Exercise inputs |
::::
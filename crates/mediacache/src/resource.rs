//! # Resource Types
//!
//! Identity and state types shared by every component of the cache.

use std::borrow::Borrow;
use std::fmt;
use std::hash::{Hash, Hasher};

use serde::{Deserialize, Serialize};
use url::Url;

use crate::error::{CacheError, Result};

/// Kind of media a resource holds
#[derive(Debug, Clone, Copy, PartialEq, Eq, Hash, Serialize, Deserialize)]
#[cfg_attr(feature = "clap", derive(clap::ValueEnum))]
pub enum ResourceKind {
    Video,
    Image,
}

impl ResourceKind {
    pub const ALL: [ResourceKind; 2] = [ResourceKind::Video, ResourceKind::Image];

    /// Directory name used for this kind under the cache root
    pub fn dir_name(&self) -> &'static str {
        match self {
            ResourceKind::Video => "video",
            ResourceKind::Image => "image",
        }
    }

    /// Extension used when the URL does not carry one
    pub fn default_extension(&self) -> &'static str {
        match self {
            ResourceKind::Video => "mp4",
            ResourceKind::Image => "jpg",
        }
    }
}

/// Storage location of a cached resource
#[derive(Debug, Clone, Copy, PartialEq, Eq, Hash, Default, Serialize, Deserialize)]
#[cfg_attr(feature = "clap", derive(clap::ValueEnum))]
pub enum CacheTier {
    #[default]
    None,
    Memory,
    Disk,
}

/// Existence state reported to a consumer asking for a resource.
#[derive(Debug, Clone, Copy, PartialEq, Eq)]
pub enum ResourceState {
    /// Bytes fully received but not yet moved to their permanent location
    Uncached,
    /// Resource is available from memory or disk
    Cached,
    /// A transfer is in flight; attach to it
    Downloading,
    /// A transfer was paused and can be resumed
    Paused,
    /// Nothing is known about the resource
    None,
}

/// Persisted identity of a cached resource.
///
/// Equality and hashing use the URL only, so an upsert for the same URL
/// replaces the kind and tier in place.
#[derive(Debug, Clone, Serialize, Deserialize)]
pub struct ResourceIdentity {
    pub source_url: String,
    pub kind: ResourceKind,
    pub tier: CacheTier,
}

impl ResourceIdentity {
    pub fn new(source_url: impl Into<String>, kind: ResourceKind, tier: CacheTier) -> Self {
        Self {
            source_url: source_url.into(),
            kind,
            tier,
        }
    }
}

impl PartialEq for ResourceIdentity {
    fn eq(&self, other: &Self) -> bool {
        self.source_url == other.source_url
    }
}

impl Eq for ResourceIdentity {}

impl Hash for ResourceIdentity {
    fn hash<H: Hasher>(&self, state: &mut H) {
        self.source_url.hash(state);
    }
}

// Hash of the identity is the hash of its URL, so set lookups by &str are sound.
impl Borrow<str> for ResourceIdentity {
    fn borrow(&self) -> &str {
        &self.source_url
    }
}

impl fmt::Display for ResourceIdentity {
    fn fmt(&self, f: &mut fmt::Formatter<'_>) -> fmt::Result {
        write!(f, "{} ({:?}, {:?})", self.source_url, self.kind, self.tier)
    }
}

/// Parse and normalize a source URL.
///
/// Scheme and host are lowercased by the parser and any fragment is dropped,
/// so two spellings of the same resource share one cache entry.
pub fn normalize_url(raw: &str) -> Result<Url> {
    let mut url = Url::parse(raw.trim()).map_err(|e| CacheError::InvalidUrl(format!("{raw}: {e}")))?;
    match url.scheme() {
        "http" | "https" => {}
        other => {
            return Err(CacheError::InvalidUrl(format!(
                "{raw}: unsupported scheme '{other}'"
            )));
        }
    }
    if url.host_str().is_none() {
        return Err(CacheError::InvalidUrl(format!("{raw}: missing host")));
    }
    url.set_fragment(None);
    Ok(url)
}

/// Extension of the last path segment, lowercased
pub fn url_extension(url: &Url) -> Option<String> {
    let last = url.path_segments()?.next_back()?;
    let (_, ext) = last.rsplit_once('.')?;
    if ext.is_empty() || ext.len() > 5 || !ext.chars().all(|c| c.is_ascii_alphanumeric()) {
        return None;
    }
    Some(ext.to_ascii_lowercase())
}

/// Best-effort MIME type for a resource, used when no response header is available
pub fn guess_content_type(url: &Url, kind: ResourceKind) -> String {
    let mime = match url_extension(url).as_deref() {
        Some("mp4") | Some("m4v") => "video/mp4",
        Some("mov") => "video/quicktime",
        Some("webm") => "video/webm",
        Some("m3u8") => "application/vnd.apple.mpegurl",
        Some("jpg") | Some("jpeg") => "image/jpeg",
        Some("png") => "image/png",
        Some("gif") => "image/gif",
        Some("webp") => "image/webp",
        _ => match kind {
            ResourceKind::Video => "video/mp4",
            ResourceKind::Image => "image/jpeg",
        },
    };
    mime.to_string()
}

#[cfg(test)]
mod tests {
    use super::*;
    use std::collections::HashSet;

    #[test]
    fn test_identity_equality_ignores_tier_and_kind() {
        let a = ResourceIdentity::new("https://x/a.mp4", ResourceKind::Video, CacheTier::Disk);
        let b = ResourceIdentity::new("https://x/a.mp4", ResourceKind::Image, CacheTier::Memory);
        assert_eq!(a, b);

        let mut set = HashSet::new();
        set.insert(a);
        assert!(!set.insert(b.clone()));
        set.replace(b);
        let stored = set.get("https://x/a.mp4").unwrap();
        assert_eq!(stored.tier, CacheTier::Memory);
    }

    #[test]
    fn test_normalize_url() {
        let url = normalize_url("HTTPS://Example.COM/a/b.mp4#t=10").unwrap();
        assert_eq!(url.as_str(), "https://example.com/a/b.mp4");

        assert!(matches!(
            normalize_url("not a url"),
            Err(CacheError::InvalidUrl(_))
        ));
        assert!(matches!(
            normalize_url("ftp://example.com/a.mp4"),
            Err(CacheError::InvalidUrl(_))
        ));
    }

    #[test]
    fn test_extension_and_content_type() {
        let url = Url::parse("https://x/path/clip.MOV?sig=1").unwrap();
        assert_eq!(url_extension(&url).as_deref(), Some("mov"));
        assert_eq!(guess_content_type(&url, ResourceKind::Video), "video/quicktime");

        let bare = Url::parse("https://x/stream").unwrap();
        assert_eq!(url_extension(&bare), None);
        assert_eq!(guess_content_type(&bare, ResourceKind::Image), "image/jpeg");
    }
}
::::
Task description |
Once you have read the records, output each one exactly as written.

Answer space |
filename crates/mediacache/src/resource.rs
//! # Resource Types
//!
//! Identity and state types shared by every component of the cache.

use std::borrow::Borrow;
use std::fmt;
use std::hash::{Hash, Hasher};

use serde::{Deserialize, Serialize};
use url::Url;

use crate::error::{CacheError, Result};

/// Kind of media a resource holds
#[derive(Debug, Clone, Copy, PartialEq, Eq, Hash, Serialize, Deserialize)]
#[cfg_attr(feature = "clap", derive(clap::ValueEnum))]
pub enum ResourceKind {
    Video,
    Image,
}

impl ResourceKind {
    pub const ALL: [ResourceKind; 2] = [ResourceKind::Video, ResourceKind::Image];

    /// Directory name used for this kind under the cache root
    pub fn dir_name(&self) -> &'static str {
        match self {
            ResourceKind::Video => "video",
            ResourceKind::Image => "image",
        }
    }

    /// Extension used when the URL does not carry one
    pub fn default_extension(&self) -> &'static str {
        match self {
            ResourceKind::Video => "mp4",
            ResourceKind::Image => "jpg",
        }
    }
}

/// Storage location of a cached resource
#[derive(Debug, Clone, Copy, PartialEq, Eq, Hash, Default, Serialize, Deserialize)]
#[cfg_attr(feature = "clap", derive(clap::ValueEnum))]
pub enum CacheTier {
    #[default]
    None,
    Memory,
    Disk,
}

/// Existence state reported to a consumer asking for a resource.
#[derive(Debug, Clone, Copy, PartialEq, Eq)]
pub enum ResourceState {
    /// Bytes fully received but not yet moved to their permanent location
    Uncached,
    /// Resource is available from memory or disk
    Cached,
    /// A transfer is in flight; attach to it
    Downloading,
    /// A transfer was paused and can be resumed
    Paused,
    /// Nothing is known about the resource
    None,
}

/// Persisted identity of a cached resource.
///
/// Equality and hashing use the URL only, so an upsert for the same URL
/// replaces the kind and tier in place.
#[derive(Debug, Clone, Serialize, Deserialize)]
pub struct ResourceIdentity {
    pub source_url: String,
    pub kind: ResourceKind,
    pub tier: CacheTier,
}

impl ResourceIdentity {
    pub fn new(source_url: impl Into<String>, kind: ResourceKind, tier: CacheTier) -> Self {
        Self {
            source_url: source_url.into(),
            kind,
            tier,
        }
    }
}

impl PartialEq for ResourceIdentity {
    fn eq(&self, other: &Self) -> bool {
        self.source_url == other.source_url
    }
}

impl Eq for ResourceIdentity {}

impl Hash for ResourceIdentity {
    fn hash<H: Hasher>(&self, state: &mut H) {
        self.source_url.hash(state);
    }
}

// Hash of the identity is the hash of its URL, so set lookups by &str are sound.
impl Borrow<str> for ResourceIdentity {
    fn borrow(&self) -> &str {
        &self.source_url
    }
}

impl fmt::Display for ResourceIdentity {
    fn fmt(&self, f: &mut fmt::Formatter<'_>) -> fmt::Result {
        write!(f, "{} ({:?}, {:?})", self.source_url, self.kind, self.tier)
    }
}

/// Parse and normalize a source URL.
///
/// Scheme and host are lowercased by the parser and any fragment is dropped,
/// so two spellings of the same resource share one cache entry.
pub fn normalize_url(raw: &str) -> Result<Url> {
    let mut url = Url::parse(raw.trim()).map_err(|e| CacheError::InvalidUrl(format!("{raw}: {e}")))?;
    match url.scheme() {
        "http" | "https" => {}
        other => {
            return Err(CacheError::InvalidUrl(format!(
                "{raw}: unsupported scheme '{other}'"
            )));
        }
    }
    if url.host_str().is_none() {
        return Err(CacheError::InvalidUrl(format!("{raw}: missing host")));
    }
    url.set_fragment(None);
    Ok(url)
}

/// Extension of the last path segment, lowercased
pub fn url_extension(url: &Url) -> Option<String> {
    let last = url.path_segments()?.next_back()?;
    let (_, ext) = last.rsplit_once('.')?;
    if ext.is_empty() || ext.len() > 5 || !ext.chars().all(|c| c.is_ascii_alphanumeric()) {
        return None;
    }
    Some(ext.to_ascii_lowercase())
}

/// Best-effort MIME type for a resource, used when no response header is available
pub fn guess_content_type(url: &Url, kind: ResourceKind) -> String {
    let mime = match url_extension(url).as_deref() {
        Some("mp4") | Some("m4v") => "video/mp4",
        Some("mov") => "video/quicktime",
        Some("webm") => "video/webm",
        Some("m3u8") => "application/vnd.apple.mpegurl",
        Some("jpg") | Some("jpeg") => "image/jpeg",
        Some("png") => "image/png",
        Some("gif") => "image/gif",
        Some("webp") => "image/webp",
        _ => match kind {
            ResourceKind::Video => "video/mp4",
            ResourceKind::Image => "image/jpeg",
        },
    };
    mime.to_string()
}

#[cfg(test)]
mod tests {
    use super::*;
    use std::collections::HashSet;

    #[test]
    fn test_identity_equality_ignores_tier_and_kind() {
        let a = ResourceIdentity::new("https://x/a.mp4", ResourceKind::Video, CacheTier::Disk);
        let b = ResourceIdentity::new("https://x/a.mp4", ResourceKind::Image, CacheTier::Memory);
        assert_eq!(a, b);

        let mut set = HashSet::new();
        set.insert(a);
        assert!(!set.insert(b.clone()));
        set.replace(b);
        let stored = set.get("https://x/a.mp4").unwrap();
        assert_eq!(stored.tier, CacheTier::Memory);
    }

    #[test]
    fn test_normalize_url() {
        let url = normalize_url("HTTPS://Example.COM/a/b.mp4#t=10").unwrap();
        assert_eq!(url.as_str(), "https://example.com/a/b.mp4");

        assert!(matches!(
            normalize_url("not a url"),
            Err(CacheError::InvalidUrl(_))
        ));
        assert!(matches!(
            normalize_url("ftp://example.com/a.mp4"),
            Err(CacheError::InvalidUrl(_))
        ));
    }

    #[test]
    fn test_extension_and_content_type() {
        let url = Url::parse("https://x/path/clip.MOV?sig=1").unwrap();
        assert_eq!(url_extension(&url).as_deref(), Some("mov"));
        assert_eq!(guess_content_type(&url, ResourceKind::Video), "video/quicktime");

        let bare = Url::parse("https://x/stream").unwrap();
        assert_eq!(url_extension(&bare), None);
        assert_eq!(guess_content_type(&bare, ResourceKind::Image), "image/jpeg");
    }
}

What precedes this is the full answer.